Study material Start Marker

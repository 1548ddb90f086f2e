//! The audit log bucket.
//!
//! A bucket's configuration lives in several sub-resources, each with its own
//! get/put pair. S3 answers "not configured" with a sub-resource specific
//! error code, which reads back as an absent attribute.

use std::collections::BTreeMap;

use serde_json::{json, Map, Value};

use baseline_contracts::{api::ApiError, state::ResourceSnapshot, state::StateDiff};

use super::{parse_document, put_if, tag_list, tags_from_list, Args, AwsCliAccount};

const NO_ENCRYPTION: &[&str] = &["ServerSideEncryptionConfigurationNotFoundError"];
const NO_PUBLIC_ACCESS_BLOCK: &[&str] = &["NoSuchPublicAccessBlockConfiguration"];
const NO_POLICY: &[&str] = &["NoSuchBucketPolicy"];
const NO_TAGS: &[&str] = &["NoSuchTagSet"];
const NO_BUCKET: &[&str] = &["NoSuchBucket"];

fn bucket(name: &str) -> Args {
    Args::new().opt("--bucket", name)
}

pub(super) async fn describe(cli: &AwsCliAccount, name: &str) -> Result<Option<ResourceSnapshot>, ApiError> {
    if cli.call_optional("s3api", "head-bucket", bucket(name), NO_BUCKET).await?.is_none() {
        return Ok(None);
    }

    let mut attributes = Map::new();

    let versioning = cli.call("s3api", "get-bucket-versioning", bucket(name)).await?;
    attributes.insert(
        "versioning".to_string(),
        Value::Bool(versioning["Status"].as_str() == Some("Enabled")),
    );

    let encryption = cli
        .call_optional("s3api", "get-bucket-encryption", bucket(name), NO_ENCRYPTION)
        .await?;
    put_if(
        &mut attributes,
        "encryption",
        encryption.and_then(|e| {
            e["ServerSideEncryptionConfiguration"]["Rules"][0]["ApplyServerSideEncryptionByDefault"]["SSEAlgorithm"]
                .as_str()
                .map(|s| Value::String(s.to_string()))
        }),
    );

    let block = cli
        .call_optional("s3api", "get-public-access-block", bucket(name), NO_PUBLIC_ACCESS_BLOCK)
        .await?;
    let blocked = block.is_some_and(|b| {
        let config = &b["PublicAccessBlockConfiguration"];
        ["BlockPublicAcls", "IgnorePublicAcls", "BlockPublicPolicy", "RestrictPublicBuckets"]
            .iter()
            .all(|flag| config[*flag].as_bool() == Some(true))
    });
    attributes.insert("block_public_access".to_string(), Value::Bool(blocked));

    let policy = cli.call_optional("s3api", "get-bucket-policy", bucket(name), NO_POLICY).await?;
    put_if(&mut attributes, "policy", policy.map(|p| parse_document(&p["Policy"])));

    let tagging = cli.call_optional("s3api", "get-bucket-tagging", bucket(name), NO_TAGS).await?;
    let tags = tagging.map(|t| tags_from_list(&t["TagSet"])).unwrap_or_default();

    Ok(Some(ResourceSnapshot { attributes: Value::Object(attributes), tags }))
}

pub(super) async fn create(
    cli: &AwsCliAccount,
    name: &str,
    desired: &Value,
    tags: &BTreeMap<String, String>,
) -> Result<(), ApiError> {
    let mut args = bucket(name);
    // us-east-1 rejects an explicit location constraint.
    if cli.region() != "us-east-1" {
        args = args.opt("--create-bucket-configuration", format!("LocationConstraint={}", cli.region()));
    }
    cli.call("s3api", "create-bucket", args).await?;

    if !tags.is_empty() {
        cli.call(
            "s3api",
            "put-bucket-tagging",
            bucket(name).json("--tagging", &json!({ "TagSet": tag_list(tags) })),
        )
        .await?;
    }

    if let Some(attributes) = desired.as_object() {
        for (attribute, value) in attributes {
            put_attribute(cli, name, attribute, value).await?;
        }
    }
    Ok(())
}

pub(super) async fn update(cli: &AwsCliAccount, name: &str, diff: &StateDiff) -> Result<(), ApiError> {
    for change in diff.iter() {
        put_attribute(cli, name, &change.attribute, &change.desired).await?;
    }
    Ok(())
}

async fn put_attribute(cli: &AwsCliAccount, name: &str, attribute: &str, value: &Value) -> Result<(), ApiError> {
    match attribute {
        "versioning" => {
            let status = if value.as_bool() == Some(true) { "Enabled" } else { "Suspended" };
            cli.call(
                "s3api",
                "put-bucket-versioning",
                bucket(name).opt("--versioning-configuration", format!("Status={status}")),
            )
            .await?;
        }
        "encryption" => {
            let algorithm = value.as_str().unwrap_or("AES256");
            cli.call(
                "s3api",
                "put-bucket-encryption",
                bucket(name).json(
                    "--server-side-encryption-configuration",
                    &json!({ "Rules": [{ "ApplyServerSideEncryptionByDefault": { "SSEAlgorithm": algorithm } }] }),
                ),
            )
            .await?;
        }
        "block_public_access" => {
            let on = value.as_bool() == Some(true);
            cli.call(
                "s3api",
                "put-public-access-block",
                bucket(name).json(
                    "--public-access-block-configuration",
                    &json!({
                        "BlockPublicAcls": on,
                        "IgnorePublicAcls": on,
                        "BlockPublicPolicy": on,
                        "RestrictPublicBuckets": on
                    }),
                ),
            )
            .await?;
        }
        "policy" => {
            cli.call("s3api", "put-bucket-policy", bucket(name).json("--policy", value)).await?;
        }
        other => {
            return Err(ApiError::new(
                "InvalidParameterValue",
                format!("log buckets have no attribute '{other}'"),
            ));
        }
    }
    Ok(())
}

pub(super) async fn delete(cli: &AwsCliAccount, name: &str) -> Result<(), ApiError> {
    cli.call("s3api", "delete-bucket", bucket(name)).await?;
    Ok(())
}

Study material End Marker

_Instructions for the task_
Look through the records above for the string "Enabled", then copy every line that has it.

_Solved problem_
        Value::Bool(versioning["Status"].as_str() == Some("Enabled")),
            let status = if value.as_bool() == Some(true) { "Enabled" } else { "Suspended" };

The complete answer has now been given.